[Stored records]

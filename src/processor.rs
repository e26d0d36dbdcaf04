//! Single-image background removal processor
//!
//! Wires decoding, color sampling and flood segmentation together and
//! records per-stage timings. Used by the library conveniences, the batch
//! model and the CLI so all of them behave identically.

use crate::{
    config::RemovalConfig,
    error::Result,
    sampler::ColorSampler,
    segmenter::FloodSegmenter,
    services::{ImageIOService, ProcessingStage, ProgressReporter, ProgressTracker},
    types::{
        PickPoint, PixelGrid, ProcessingMetadata, ProcessingTimings, ReferenceColor,
        RemovalResult, Tolerance,
    },
};
use image::DynamicImage;
use instant::Instant;
use log::{debug, info};
use std::path::Path;
use tracing::{debug as trace_debug, instrument, span, Level};

/// Runs the remove-background pipeline for one image at a time
pub struct BackgroundRemovalProcessor {
    config: RemovalConfig,
    progress_tracker: Option<ProgressTracker>,
}

impl BackgroundRemovalProcessor {
    /// Create a processor for a validated configuration
    ///
    /// # Errors
    /// - `InvalidConfig` if `config` does not validate
    pub fn new(config: RemovalConfig) -> Result<Self> {
        config.validate()?;
        debug!(
            "Processor configured: tolerance {}, output {}",
            config.tolerance, config.output_format
        );
        Ok(Self {
            config,
            progress_tracker: None,
        })
    }

    /// Attach a progress reporter
    #[must_use]
    pub fn with_progress_reporter(mut self, reporter: Box<dyn ProgressReporter>) -> Self {
        self.progress_tracker = Some(ProgressTracker::new(reporter));
        self
    }

    #[must_use]
    pub fn config(&self) -> &RemovalConfig {
        &self.config
    }

    /// Remove the background of an already decoded grid
    ///
    /// Uses the configured manual pick, then the configured reference color,
    /// then the top-left pixel.
    ///
    /// # Errors
    /// - `OutOfRangePick` if the configured pick lies outside this image
    pub fn process_grid(&mut self, grid: PixelGrid) -> Result<RemovalResult> {
        let pick = self.config.manual_pick;
        let fixed = self.config.reference_color;
        self.process_grid_with(grid, pick, fixed)
    }

    /// Remove the background using an explicit pick or reference color
    ///
    /// The configured tolerance still applies.
    pub fn process_grid_with(
        &mut self,
        grid: PixelGrid,
        pick: Option<PickPoint>,
        fixed: Option<ReferenceColor>,
    ) -> Result<RemovalResult> {
        if let Some(tracker) = self.progress_tracker.as_mut() {
            tracker.restart();
        }
        self.segment_loaded(grid, pick, fixed)
    }

    /// Remove the background of a decoded image
    pub fn process_image(&mut self, image: &DynamicImage) -> Result<RemovalResult> {
        self.process_grid(PixelGrid::from_dynamic(image)?)
    }

    /// Decode encoded image bytes and remove the background
    ///
    /// # Errors
    /// - `EmptyInput` for an empty buffer
    /// - `Processing` if the bytes cannot be decoded
    pub fn process_bytes(&mut self, image_bytes: &[u8]) -> Result<RemovalResult> {
        let decode_start = Instant::now();
        let input_format = ImageIOService::detect_format(image_bytes);
        let grid = self.load_stage(|| {
            let image = ImageIOService::load_from_bytes(image_bytes)?;
            PixelGrid::from_dynamic(&image)
        })?;
        let decode_ms = decode_start.elapsed().as_millis() as u64;

        let mut result = self.segment_configured(grid)?;
        result.metadata.input_format = input_format.map(|f| format!("{:?}", f).to_lowercase());
        Self::add_decode_time(&mut result.metadata.timings, decode_ms);
        Ok(result)
    }

    /// Load an image file and remove the background
    pub fn process_file<P: AsRef<Path>>(&mut self, input_path: P) -> Result<RemovalResult> {
        let input_path_ref = input_path.as_ref();

        let decode_start = Instant::now();
        let grid = self.load_stage(|| ImageIOService::load_grid(input_path_ref))?;
        let decode_ms = decode_start.elapsed().as_millis() as u64;

        let mut result = self
            .segment_configured(grid)?
            .with_input_path(input_path_ref.display().to_string());
        result.metadata.input_format = input_path_ref
            .extension()
            .and_then(|e| e.to_str())
            .map(str::to_lowercase);
        Self::add_decode_time(&mut result.metadata.timings, decode_ms);

        info!(
            "Processed {} ({})",
            input_path_ref.display(),
            result.timing_summary()
        );
        Ok(result)
    }

    /// Read an async stream to the end, then process it as encoded bytes
    pub async fn process_reader<R: tokio::io::AsyncRead + Unpin>(
        &mut self,
        mut reader: R,
    ) -> Result<RemovalResult> {
        use tokio::io::AsyncReadExt;

        let mut buffer = Vec::new();
        AsyncReadExt::read_to_end(&mut reader, &mut buffer).await?;
        self.process_bytes(&buffer)
    }

    /// Pipeline shared by every entry point, including batch items
    ///
    /// Takes the tolerance as given; range limits belong to the configuration.
    #[instrument(
        level = "debug",
        skip(grid, tracker),
        fields(width = grid.width(), height = grid.height(), tolerance = tolerance.value())
    )]
    pub(crate) fn run(
        grid: PixelGrid,
        pick: Option<PickPoint>,
        fixed: Option<ReferenceColor>,
        tolerance: Tolerance,
        mut tracker: Option<&mut ProgressTracker>,
    ) -> Result<RemovalResult> {
        let total_start = Instant::now();
        let mut timings = ProcessingTimings::new();

        if let Some(t) = tracker.as_deref_mut() {
            t.report_stage(ProcessingStage::ColorSampling);
        }
        let sampling_start = Instant::now();
        let (reference, source) = ColorSampler::resolve(&grid, pick, fixed)?;
        timings.sampling_ms = sampling_start.elapsed().as_millis() as u64;

        if let Some(t) = tracker.as_deref_mut() {
            t.report_stage(ProcessingStage::Segmentation);
        }
        let segmentation_start = Instant::now();
        let mask = {
            let _span = span!(Level::DEBUG, "flood_fill", reference = %reference).entered();
            FloodSegmenter::compute_mask(&grid, reference, tolerance)
        };

        if let Some(t) = tracker.as_deref_mut() {
            t.report_stage(ProcessingStage::MaskApplication);
        }
        let mut output = grid;
        mask.apply_to(&mut output)?;
        timings.segmentation_ms = segmentation_start.elapsed().as_millis() as u64;
        timings.total_ms = total_start.elapsed().as_millis() as u64;

        trace_debug!(
            removed = mask.masked_count(),
            total = output.pixel_count(),
            "background removed"
        );

        let mut metadata = ProcessingMetadata::new(reference, source, tolerance);
        metadata.timings = timings.clone();

        if let Some(t) = tracker.as_deref_mut() {
            t.report_stage(ProcessingStage::Completed);
            t.report_completion(timings);
        }

        Ok(RemovalResult::new(output, mask, metadata))
    }

    /// Run the loading stage of a new image, reporting a failure against it
    fn load_stage<T>(&mut self, load: impl FnOnce() -> Result<T>) -> Result<T> {
        if let Some(tracker) = self.progress_tracker.as_mut() {
            tracker.restart();
            tracker.report_stage(ProcessingStage::ImageLoading);
        }
        let loaded = load();
        if let (Err(e), Some(tracker)) = (&loaded, &self.progress_tracker) {
            tracker.report_error(&e.to_string());
        }
        loaded
    }

    fn segment_configured(&mut self, grid: PixelGrid) -> Result<RemovalResult> {
        let pick = self.config.manual_pick;
        let fixed = self.config.reference_color;
        self.segment_loaded(grid, pick, fixed)
    }

    /// Sampling onwards, for a grid whose timing has already started
    fn segment_loaded(
        &mut self,
        grid: PixelGrid,
        pick: Option<PickPoint>,
        fixed: Option<ReferenceColor>,
    ) -> Result<RemovalResult> {
        let tolerance = self.config.tolerance();
        let result = Self::run(grid, pick, fixed, tolerance, self.progress_tracker.as_mut());

        if let (Err(e), Some(tracker)) = (&result, &self.progress_tracker) {
            tracker.report_error(&e.to_string());
        }
        result
    }

    fn add_decode_time(timings: &mut ProcessingTimings, decode_ms: u64) {
        timings.image_decode_ms = decode_ms;
        timings.total_ms += decode_ms;
    }
}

*Work order*
For every line above with the word "span" in it, make a copy.

*Answer*
use tracing::{debug as trace_debug, instrument, span, Level};
            let _span = span!(Level::DEBUG, "flood_fill", reference = %reference).entered();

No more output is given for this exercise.